#### [Task item]
Using the listing that follows, return every line with the word "signal".

[Opening Supplied information section]

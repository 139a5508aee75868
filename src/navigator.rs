//! The page-navigation state machine.
//!
//! Everything here is pure: the handlers take the current [`Page`] and
//! return an outcome, and [`buttons`] derives the navigation-button
//! presentation from it. The toolkit glue in `main.rs` only applies the
//! results, so the whole transition table is testable without a display.

/// The six wizard steps, in visit order.
#[derive(Debug, Default, PartialEq, Eq, Clone, Copy)]
pub enum Page {
    #[default]
    Welcome,
    DiskSelection,
    Partitioning,
    UserSetup,
    Installation,
    Complete,
}

impl Page {
    pub const ALL: [Self; 6] = [
        Self::Welcome,
        Self::DiskSelection,
        Self::Partitioning,
        Self::UserSetup,
        Self::Installation,
        Self::Complete,
    ];

    /// The immediate successor, `None` at the last page.
    pub const fn succ(self) -> Option<Self> {
        match self {
            Self::Welcome => Some(Self::DiskSelection),
            Self::DiskSelection => Some(Self::Partitioning),
            Self::Partitioning => Some(Self::UserSetup),
            Self::UserSetup => Some(Self::Installation),
            Self::Installation => Some(Self::Complete),
            Self::Complete => None,
        }
    }

    /// The immediate predecessor, `None` at the first page.
    pub const fn pred(self) -> Option<Self> {
        match self {
            Self::Welcome => None,
            Self::DiskSelection => Some(Self::Welcome),
            Self::Partitioning => Some(Self::DiskSelection),
            Self::UserSetup => Some(Self::Partitioning),
            Self::Installation => Some(Self::UserSetup),
            Self::Complete => Some(Self::Installation),
        }
    }
}

#[derive(Debug, PartialEq, Eq, Clone, Copy)]
pub enum NextOutcome {
    /// Show the given page.
    Advance(Page),
    /// The Complete page relabels Next to "Restart"; restarting is an
    /// external collaborator's job, we only signal it.
    RequestRestart,
    /// Nothing to do. Only reachable on Installation, where the button is
    /// disabled anyway; the page leaves via [`on_install_finished`].
    Inert,
}

#[derive(Debug, PartialEq, Eq, Clone, Copy)]
pub enum BackOutcome {
    /// Show the given page.
    Retreat(Page),
    /// On Welcome the Back button reads "Exit" and closes the application.
    RequestExit,
}

pub const fn on_next(page: Page) -> NextOutcome {
    match page {
        Page::Installation => NextOutcome::Inert,
        Page::Complete => NextOutcome::RequestRestart,
        _ => match page.succ() {
            Some(next) => NextOutcome::Advance(next),
            None => NextOutcome::Inert,
        },
    }
}

pub const fn on_back(page: Page) -> BackOutcome {
    match page.pred() {
        Some(prev) => BackOutcome::Retreat(prev),
        None => BackOutcome::RequestExit,
    }
}

/// The seam for a real installation backend: nothing in this program fires
/// it, but a completion signal lands here and unsticks the Installation page.
pub const fn on_install_finished(page: Page) -> Option<Page> {
    match page {
        Page::Installation => Some(Page::Complete),
        _ => None,
    }
}

#[derive(Debug, PartialEq, Eq, Clone, Copy)]
pub enum NextStyle {
    Suggested,
    Destructive,
}

impl NextStyle {
    pub const fn css_class(self) -> &'static str {
        match self {
            Self::Suggested => "suggested-action",
            Self::Destructive => "destructive-action",
        }
    }
}

/// What the two navigation buttons show for a given page.
#[derive(Debug, PartialEq, Eq, Clone, Copy)]
pub struct NavButtons {
    pub back_label: &'static str,
    pub next_label: &'static str,
    pub next_enabled: bool,
    pub next_style: NextStyle,
}

pub const fn buttons(page: Page) -> NavButtons {
    NavButtons {
        back_label: match page {
            Page::Welcome => "Exit",
            _ => "Back",
        },
        next_label: match page {
            Page::Installation => "Installing…",
            Page::Complete => "Restart",
            _ => "Next",
        },
        next_enabled: !matches!(page, Page::Installation),
        next_style: match page {
            Page::Complete => NextStyle::Destructive,
            _ => NextStyle::Suggested,
        },
    }
}

#[cfg(test)]
mod tests {
    use super::*;

    #[test]
    fn next_advances_to_unique_successor() {
        for window in Page::ALL.windows(2) {
            let (from, to) = (window[0], window[1]);
            if from == Page::Installation {
                continue;
            }
            assert_eq!(on_next(from), NextOutcome::Advance(to));
        }
    }

    #[test]
    fn next_is_inert_on_installation() {
        assert_eq!(on_next(Page::Installation), NextOutcome::Inert);
    }

    #[test]
    fn next_requests_restart_on_complete() {
        assert_eq!(on_next(Page::Complete), NextOutcome::RequestRestart);
    }

    #[test]
    fn back_retreats_to_unique_predecessor() {
        for window in Page::ALL.windows(2) {
            let (from, to) = (window[1], window[0]);
            assert_eq!(on_back(from), BackOutcome::Retreat(to));
        }
    }

    #[test]
    fn back_exits_on_welcome() {
        assert_eq!(on_back(Page::Welcome), BackOutcome::RequestExit);
    }

    #[test]
    fn back_label_is_exit_only_on_welcome() {
        for page in Page::ALL {
            let expected = if page == Page::Welcome { "Exit" } else { "Back" };
            assert_eq!(buttons(page).back_label, expected);
        }
    }

    #[test]
    fn next_disabled_only_on_installation() {
        for page in Page::ALL {
            assert_eq!(buttons(page).next_enabled, page != Page::Installation);
        }
    }

    #[test]
    fn next_destructive_only_on_complete() {
        for page in Page::ALL {
            let expected = if page == Page::Complete {
                NextStyle::Destructive
            } else {
                NextStyle::Suggested
            };
            assert_eq!(buttons(page).next_style, expected);
            if page == Page::Complete {
                assert_eq!(buttons(page).next_label, "Restart");
            }
        }
    }

    #[test]
    fn four_nexts_from_welcome_reach_installation() {
        let mut page = Page::Welcome;
        for _ in 0..4 {
            match on_next(page) {
                NextOutcome::Advance(next) => page = next,
                other => panic!("unexpected outcome {other:?}"),
            }
        }
        assert_eq!(page, Page::Installation);
        assert_eq!(on_next(page), NextOutcome::Inert);
        assert_eq!(on_install_finished(page), Some(Page::Complete));
    }

    #[test]
    fn install_finished_only_fires_from_installation() {
        for page in Page::ALL {
            let expected = (page == Page::Installation).then_some(Page::Complete);
            assert_eq!(on_install_finished(page), expected);
        }
    }

    #[test]
    fn buttons_consistent_after_every_reachable_transition() {
        // Walk forward then backward through the whole wizard, checking the
        // derivation rule after each step.
        let check = |page: Page| {
            let b = buttons(page);
            assert_eq!(b.back_label == "Exit", page == Page::Welcome);
            assert_eq!(!b.next_enabled, page == Page::Installation);
        };
        let mut page = Page::Welcome;
        check(page);
        while let NextOutcome::Advance(next) = on_next(page) {
            page = next;
            check(page);
        }
        page = Page::Complete;
        while let BackOutcome::Retreat(prev) = on_back(page) {
            page = prev;
            check(page);
        }
        assert_eq!(page, Page::Welcome);
    }
}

[Closing Supplied information section]

#### [Answer section]
    /// external collaborator's job, we only signal it.
/// it, but a completion signal lands here and unsticks the Installation page.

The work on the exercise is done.